Thursday, April 3, 2008
Hummus is an appetizer with endless possibilities and is a healthy alternative to chips and dip. You can also use hummus as a spread on sandwiches and wraps.
Ingredients:
1 16 oz can of chickpeas or garbanzo beans
¼ cup liquid from can of chickpeas
3-5 tablespoons lemon juice (flavor to taste)
1 ½ tablespoons tahini
2 cloves garlic, crushed
½ teaspoon salt
2 tablespoons olive oil
Drain the chickpeas and set aside ¼ cup of liquid from the can. Combine the remaining ingredients in a blender or food processor on low for 2 minutes. Then add the ¼ cup of liquid from the chickpeas. Blend again for at least 2 more minutes. The longer you blend, the smoother your hummus will be. Put your hummus in a bowl. Add a dash of olive oil and sprinkle with paprika.

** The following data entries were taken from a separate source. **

//! A small end-to-end exercise of the veilnet connection stack: wraps a
//! TCP socket, logs handshake/rekey/disconnect events, and echoes back
//! whatever payload it receives.
//!
//! ```text
//! echo_peer listen 127.0.0.1:9000
//! echo_peer connect 127.0.0.1:9000
//! ```

use std::net::{TcpListener, TcpStream};
use std::sync::Arc;
use std::time::Duration;

use veilnet_connection::{Connection, ConnectionConfig, DisconnectReason, Packet, StdLogger};

const ECHO_TYPE_ID: u32 = 1;

fn install_echo(conn: &Arc<Connection>) {
    let echo_conn = conn.clone();
    conn.set_packet_received_callback(move |packet, wire_len| {
        log::info!("received {} bytes (wire {wire_len}) on type {}", packet.data.len(), packet.type_id);
        if packet.type_id == ECHO_TYPE_ID {
            if let Err(err) = echo_conn.send_packet(&Packet::new(ECHO_TYPE_ID, packet.data)) {
                log::warn!("failed to echo payload back: {err}");
            }
        }
    });

    conn.set_disconnected_callback(|reason| match reason {
        DisconnectReason::Graceful => log::info!("peer disconnected gracefully"),
        DisconnectReason::Error => log::warn!("connection tore down on error"),
    });
}

fn main() {
    env_logger::init();

    let mut args = std::env::args().skip(1);
    let mode = args.next().unwrap_or_default();
    let addr = args.next().unwrap_or_else(|| "127.0.0.1:9000".to_string());

    let config = ConnectionConfig::default();
    let logger = Arc::new(StdLogger);

    let conn = match mode.as_str() {
        "listen" => {
            let listener = TcpListener::bind(&addr).expect("failed to bind listener");
            log::info!("listening on {addr}");
            let (socket, peer) = listener.accept().expect("accept failed");
            log::info!("accepted connection from {peer}");
            Connection::wrap(socket, false, config, Some(logger), None).expect("handshake failed")
        }
        "connect" => {
            let socket = TcpStream::connect(&addr).expect("connect failed");
            log::info!("connected to {addr}");
            Connection::wrap(socket, true, config, Some(logger), None).expect("handshake failed")
        }
        other => {
            eprintln!("usage: echo_peer <listen|connect> [addr]  (got {other:?})");
            std::process::exit(2);
        }
    };

    install_echo(&conn);

    if mode == "connect" {
        conn.send_packet(&Packet::new(ECHO_TYPE_ID, b"hello from veilnet".to_vec())).expect("send failed");
    }

    while conn.connected() {
        std::thread::sleep(Duration::from_millis(200));
    }
    log::info!("connection closed, exiting");
}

To get the freshest flavor for your hummus, Charlie Hershey, cook at Mad Greek Restaurant, 907 Massachusetts St., recommends buying dry garbanzo beans and soaking them overnight before putting them in a blender or food processor.
If you consider yourself a hummus connoisseur, you already know that hummus tastes different everywhere you go. Some types have a strong garlic taste while others have a lemon flavor. If your taste buds crave something spicier, add some cayenne pepper to the mix. Experiment with ingredients to find the recipe you like best.
Hummus is traditionally served with pita bread, but it also makes a great dip for veggies or chips.